Goal of the exercise -
Nothing is to be left out: repeat every entry exactly as given.
Provided entries section start
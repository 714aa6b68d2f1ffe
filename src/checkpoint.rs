//! File-backed checkpoint store: keyed JSON blobs.
//!
//! Tags map to `<dir>/<tag>.json`. The storage directory is created lazily on
//! first save; initialization is idempotent (`create_dir_all`), so concurrent
//! saves racing before the directory exists both succeed.
//!
//! Read semantics: an absent checkpoint is silent and yields the default
//! value; a read or parse failure is logged at `warn` and also yields the
//! default. Neither is surfaced to the caller.

use serde::de::DeserializeOwned;
use serde::Serialize;
use std::io;
use std::path::{Component, Path, PathBuf};

/// Errors surfaced when writing a checkpoint.
#[derive(Debug, thiserror::Error)]
pub enum CheckpointError {
    /// Filesystem failure while creating the directory or writing the blob.
    #[error("failed to write checkpoint: {0}")]
    Io(#[from] io::Error),
    /// The data could not be serialized to JSON.
    #[error("failed to encode checkpoint: {0}")]
    Encode(#[from] serde_json::Error),
}

/// Keyed JSON blob store on the local filesystem.
#[derive(Debug, Clone)]
pub struct CheckpointStore {
    dir: PathBuf,
}

impl CheckpointStore {
    /// Create a store rooted at `dir`. The directory is not created until the
    /// first [`save`](Self::save).
    pub fn new(dir: impl Into<PathBuf>) -> Self {
        Self { dir: dir.into() }
    }

    /// Storage directory for this store.
    pub fn dir(&self) -> &Path {
        &self.dir
    }

    /// Persist `data` under `tag` as pretty-printed JSON.
    pub async fn save<T: Serialize>(&self, tag: &str, data: &T) -> Result<(), CheckpointError> {
        // Idempotent; tolerates concurrent callers racing to initialize.
        tokio::fs::create_dir_all(&self.dir).await?;
        let bytes = serde_json::to_vec_pretty(data)?;
        tokio::fs::write(self.dir.join(format!("{tag}.json")), bytes).await?;
        Ok(())
    }

    /// Load the checkpoint stored under `tag_or_path`.
    ///
    /// Accepts either a tag known to this store or an explicit path to a
    /// JSON file. Returns `T::default()` if the file is absent; a read or
    /// parse failure is logged and likewise treated as empty.
    pub async fn load<T>(&self, tag_or_path: &str) -> T
    where
        T: DeserializeOwned + Default,
    {
        let path = self.resolve(tag_or_path);
        let bytes = match tokio::fs::read(&path).await {
            Ok(bytes) => bytes,
            Err(e) if e.kind() == io::ErrorKind::NotFound => return T::default(),
            Err(e) => {
                tracing::warn!(path = %path.display(), error = %e, "failed to read checkpoint");
                return T::default();
            }
        };
        match serde_json::from_slice(&bytes) {
            Ok(value) => value,
            Err(e) => {
                tracing::warn!(
                    path = %path.display(),
                    error = %e,
                    "malformed checkpoint; treating as empty"
                );
                T::default()
            }
        }
    }

    /// Tags currently stored, sorted. Empty if the directory does not exist
    /// yet.
    pub async fn list(&self) -> Vec<String> {
        let mut entries = match tokio::fs::read_dir(&self.dir).await {
            Ok(entries) => entries,
            Err(_) => return Vec::new(),
        };
        let mut tags = Vec::new();
        while let Ok(Some(entry)) = entries.next_entry().await {
            let path = entry.path();
            if path.extension().and_then(|e| e.to_str()) == Some("json") {
                if let Some(stem) = path.file_stem().and_then(|s| s.to_str()) {
                    tags.push(stem.to_string());
                }
            }
        }
        tags.sort();
        tags
    }

    /// A `.json` suffix or any path separator means the argument is a literal
    /// path; otherwise it is a tag in this store's directory.
    fn resolve(&self, tag_or_path: &str) -> PathBuf {
        let candidate = Path::new(tag_or_path);
        let is_path = tag_or_path.ends_with(".json")
            || candidate.components().count() > 1
            || matches!(candidate.components().next(), Some(Component::RootDir));
        if is_path {
            candidate.to_path_buf()
        } else {
            self.dir.join(format!("{tag_or_path}.json"))
        }
    }
}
Provided entries section end
Written response -
repository 714aa6b68d2f1ffe
filename src/checkpoint.rs
//! File-backed checkpoint store: keyed JSON blobs.
//!
//! Tags map to `<dir>/<tag>.json`. The storage directory is created lazily on
//! first save; initialization is idempotent (`create_dir_all`), so concurrent
//! saves racing before the directory exists both succeed.
//!
//! Read semantics: an absent checkpoint is silent and yields the default
//! value; a read or parse failure is logged at `warn` and also yields the
//! default. Neither is surfaced to the caller.

use serde::de::DeserializeOwned;
use serde::Serialize;
use std::io;
use std::path::{Component, Path, PathBuf};

/// Errors surfaced when writing a checkpoint.
#[derive(Debug, thiserror::Error)]
pub enum CheckpointError {
    /// Filesystem failure while creating the directory or writing the blob.
    #[error("failed to write checkpoint: {0}")]
    Io(#[from] io::Error),
    /// The data could not be serialized to JSON.
    #[error("failed to encode checkpoint: {0}")]
    Encode(#[from] serde_json::Error),
}

/// Keyed JSON blob store on the local filesystem.
#[derive(Debug, Clone)]
pub struct CheckpointStore {
    dir: PathBuf,
}

impl CheckpointStore {
    /// Create a store rooted at `dir`. The directory is not created until the
    /// first [`save`](Self::save).
    pub fn new(dir: impl Into<PathBuf>) -> Self {
        Self { dir: dir.into() }
    }

    /// Storage directory for this store.
    pub fn dir(&self) -> &Path {
        &self.dir
    }

    /// Persist `data` under `tag` as pretty-printed JSON.
    pub async fn save<T: Serialize>(&self, tag: &str, data: &T) -> Result<(), CheckpointError> {
        // Idempotent; tolerates concurrent callers racing to initialize.
        tokio::fs::create_dir_all(&self.dir).await?;
        let bytes = serde_json::to_vec_pretty(data)?;
        tokio::fs::write(self.dir.join(format!("{tag}.json")), bytes).await?;
        Ok(())
    }

    /// Load the checkpoint stored under `tag_or_path`.
    ///
    /// Accepts either a tag known to this store or an explicit path to a
    /// JSON file. Returns `T::default()` if the file is absent; a read or
    /// parse failure is logged and likewise treated as empty.
    pub async fn load<T>(&self, tag_or_path: &str) -> T
    where
        T: DeserializeOwned + Default,
    {
        let path = self.resolve(tag_or_path);
        let bytes = match tokio::fs::read(&path).await {
            Ok(bytes) => bytes,
            Err(e) if e.kind() == io::ErrorKind::NotFound => return T::default(),
            Err(e) => {
                tracing::warn!(path = %path.display(), error = %e, "failed to read checkpoint");
                return T::default();
            }
        };
        match serde_json::from_slice(&bytes) {
            Ok(value) => value,
            Err(e) => {
                tracing::warn!(
                    path = %path.display(),
                    error = %e,
                    "malformed checkpoint; treating as empty"
                );
                T::default()
            }
        }
    }

    /// Tags currently stored, sorted. Empty if the directory does not exist
    /// yet.
    pub async fn list(&self) -> Vec<String> {
        let mut entries = match tokio::fs::read_dir(&self.dir).await {
            Ok(entries) => entries,
            Err(_) => return Vec::new(),
        };
        let mut tags = Vec::new();
        while let Ok(Some(entry)) = entries.next_entry().await {
            let path = entry.path();
            if path.extension().and_then(|e| e.to_str()) == Some("json") {
                if let Some(stem) = path.file_stem().and_then(|s| s.to_str()) {
                    tags.push(stem.to_string());
                }
            }
        }
        tags.sort();
        tags
    }

    /// A `.json` suffix or any path separator means the argument is a literal
    /// path; otherwise it is a tag in this store's directory.
    fn resolve(&self, tag_or_path: &str) -> PathBuf {
        let candidate = Path::new(tag_or_path);
        let is_path = tag_or_path.ends_with(".json")
            || candidate.components().count() > 1
            || matches!(candidate.components().next(), Some(Component::RootDir));
        if is_path {
            candidate.to_path_buf()
        } else {
            self.dir.join(format!("{tag_or_path}.json"))
        }
    }
}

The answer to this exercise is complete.